Monday, July 02, 2007

Supreme Court, Schools & Diversity

On the recent Supreme Court decision on race & diversity in government (public) schools

http://www.nytimes.com/2007/06/29/washington/29scotus.html?pagewanted=print

With competing blocs of justices claiming the mantle of Brown v. Board of Education, a bitterly divided Supreme Court declared Thursday that public school systems cannot seek to achieve or maintain integration through measures that take explicit account of a student’s race.

Voting 5 to 4, the court, in an opinion by Chief Justice John G. Roberts Jr., invalidated programs in Seattle and metropolitan Louisville, Ky., that sought to maintain school-by-school diversity by limiting transfers on the basis of race or using race as a “tiebreaker” for admission to particular schools.

Both programs had been upheld by lower federal courts and were similar to plans in place in hundreds of school districts around the country. Chief Justice Roberts said such programs were “directed only to racial balance, pure and simple,” a goal he said was forbidden by the Constitution’s guarantee of equal protection.

I commented on this issue last year. Here is what I wrote!

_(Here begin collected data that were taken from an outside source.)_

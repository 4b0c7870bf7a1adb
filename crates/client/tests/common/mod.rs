//! Shared fixtures for integration tests.

#![allow(dead_code)]

use std::sync::{Arc, Once};

use authrelay_client::auth::{AccessToken, RefreshCoordinator};
use authrelay_client::config::ClientConfig;
use authrelay_client::crypto::KdfParams;
use authrelay_client::http::RawResponse;
use authrelay_client::storage::MemoryStore;
use authrelay_client::testing::ScriptedTransport;

pub const TOKEN_PATH: &str = "/oauth/token";
pub const ITEMS_PATH: &str = "/api/2/items";

pub type ScriptedCoordinator = RefreshCoordinator<ScriptedTransport, MemoryStore>;

/// Route tracing output through the test harness writer once per binary.
pub fn init_tracing() {
    static INIT: Once = Once::new();
    INIT.call_once(|| {
        let _ = tracing_subscriber::fmt()
            .with_env_filter(
                tracing_subscriber::EnvFilter::try_from_default_env()
                    .unwrap_or_else(|_| tracing_subscriber::EnvFilter::new("warn")),
            )
            .with_test_writer()
            .try_init();
    });
}

pub fn config(environment_url: &str) -> ClientConfig {
    ClientConfig::builder(environment_url, "client-1", "secret-1", "myapp")
        .device_id("device-1")
        .kdf(KdfParams::minimal())
        .app_info("IntegrationTests", "1.0")
        .build()
        .expect("valid test config")
}

/// Coordinator over a scripted transport, holding `access` / `refresh`.
pub fn scripted(
    access: &str,
    refresh: &str,
) -> (ScriptedCoordinator, Arc<ScriptedTransport>, MemoryStore) {
    init_tracing();
    let transport = Arc::new(ScriptedTransport::new());
    let store = MemoryStore::new();
    let coordinator = RefreshCoordinator::from_shared(
        Arc::new(config("https://id.example.com")),
        Arc::clone(&transport),
        Arc::new(store.clone()),
    );
    coordinator
        .set_access_token(AccessToken::new(access, 3600, refresh, "user-1"))
        .expect("token persisted");
    (coordinator, transport, store)
}

pub fn token_body(access: &str, refresh: &str) -> String {
    format!(
        r#"{{"access_token":"{access}","expires_in":3600,"refresh_token":"{refresh}","user_id":"user-1"}}"#
    )
}

pub fn token_response(access: &str, refresh: &str) -> RawResponse {
    RawResponse::new(200, token_body(access, refresh))
}
use std::collections::HashMap;
use std::sync::Arc;

use parking_lot::Mutex;

use super::{SecureStore, StoreError};

/// In-memory [`SecureStore`].
///
/// Clones share the same map, so a test can keep a handle and inspect what
/// the credential store wrote.
#[derive(Debug, Clone, Default)]
pub struct MemoryStore {
    entries: Arc<Mutex<HashMap<String, String>>>,
}

impl MemoryStore {
    /// Create an empty store.
    #[must_use]
    pub fn new() -> Self {
        Self::default()
    }

    /// Number of stored entries.
    #[must_use]
    pub fn len(&self) -> usize {
        self.entries.lock().len()
    }

    /// Whether the store holds no entries.
    #[must_use]
    pub fn is_empty(&self) -> bool {
        self.entries.lock().is_empty()
    }
}

impl SecureStore for MemoryStore {
    fn get(&self, key: &str) -> Result<Option<String>, StoreError> {
        Ok(self.entries.lock().get(key).cloned())
    }

    fn set(&self, key: &str, value: &str) -> Result<(), StoreError> {
        self.entries.lock().insert(key.to_string(), value.to_string());
        Ok(())
    }

    fn remove(&self, key: &str) -> Result<(), StoreError> {
        self.entries.lock().remove(key);
        Ok(())
    }
}

#[cfg(test)]
mod tests {
    use super::*;

    /// Validates set, get and idempotent remove.
    #[test]
    fn set_get_remove() {
        let store = MemoryStore::new();
        assert!(store.is_empty());

        store.set("access_token", "sealed").unwrap();
        assert_eq!(store.get("access_token").unwrap().as_deref(), Some("sealed"));
        assert!(store.contains("access_token"));

        store.remove("access_token").unwrap();
        store.remove("access_token").unwrap();
        assert!(store.get("access_token").unwrap().is_none());
    }

    /// Validates that clones share state.
    #[test]
    fn clones_share_entries() {
        let store = MemoryStore::new();
        let handle = store.clone();
        store.set("user_id", "42").unwrap();
        assert_eq!(handle.len(), 1);
    }
}
//! Namespaced key/value storage for sealed credentials.
//!
//! The credential store only ever writes already-encrypted text, so backends
//! are plain string maps. Two backends ship with the crate:
//!
//! - [`MemoryStore`]: process-local map, used in tests and ephemeral sessions
//! - [`KeychainStore`]: platform keychain (macOS Keychain, Windows Credential
//!   Manager, Linux Secret Service) via the `keyring` crate

#[cfg(feature = "keychain")]
mod keychain;
mod memory;

#[cfg(feature = "keychain")]
pub use keychain::KeychainStore;
pub use memory::MemoryStore;
use thiserror::Error;

/// Errors reported by storage backends.
#[derive(Debug, Error)]
pub enum StoreError {
    /// Backend refused or failed the operation
    #[error("storage access failed: {0}")]
    AccessFailed(String),
}

/// Synchronous, namespaced secret storage.
///
/// Implementations must treat `remove` of a missing key as success.
pub trait SecureStore: Send + Sync + 'static {
    /// Read a value; `Ok(None)` when the key is absent.
    fn get(&self, key: &str) -> Result<Option<String>, StoreError>;

    /// Write a value, replacing any previous one.
    fn set(&self, key: &str, value: &str) -> Result<(), StoreError>;

    /// Delete a value (idempotent).
    fn remove(&self, key: &str) -> Result<(), StoreError>;

    /// Whether a value exists for `key`.
    fn contains(&self, key: &str) -> bool {
        matches!(self.get(key), Ok(Some(_)))
    }
}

http://pablothemadtiger.blogspot.com/2006_06_01_archive.html

The idea that schools choose the race of it's students, for any reason, is ridiculous. Especially if it's a government school.

Our state of Hawaii is more racially integrated than most of the mainland. This state has the largest rate of inter-racial marriages and multi-racial people.

And we didn't get that way by having government schools choosing the race of it's students.

The real reason people had problems with segregated schools in the South pre-1960's, was because the government schools chose the race of it's students. Now, forcing schools to have a certain percentage of whites. blacks, etc for the sake of "diversity" is just as crazy!
Let the people figure out their own way of dealing with diversity.

That's what we in Hawaii have done.

Yes, a school like Waipahu High would have a lot of Filipinos, but anyone living in that school's district can go to that school. A school like Waianae High would have mostly Native Hawaiians, but anyone living in the district can go there. Hardly anyone in Hawaii has a problem with Waipahu High being mostly Filipino or Waianae High being mostly Native Hawaiian, because people can choose where they live.

Other schools have very different combinations of people, with Kahuku High having a lot of Polynesians and Caucasians; Roosevelt High having a lot of local Japanese and Native Hawaiians, or McKinley High having a large of number of immigrants from Asia and the Pacific (which, by the way, is where I, a Mexican/PuertoRican/Portuguese//German, graduated from). The people in those district choose to live among such diversity.

Yes, Hawaii has Kamehameha Schools, which admits only Native Hawaiians, but it's a private school. And even that has caused controversy. A person with 99% European/1% Hawaiian ancestry can go to Kamehameha School, but a 100% Samoan or a 100% Tongan can't go there, all because their ancestors landed on the wrong island.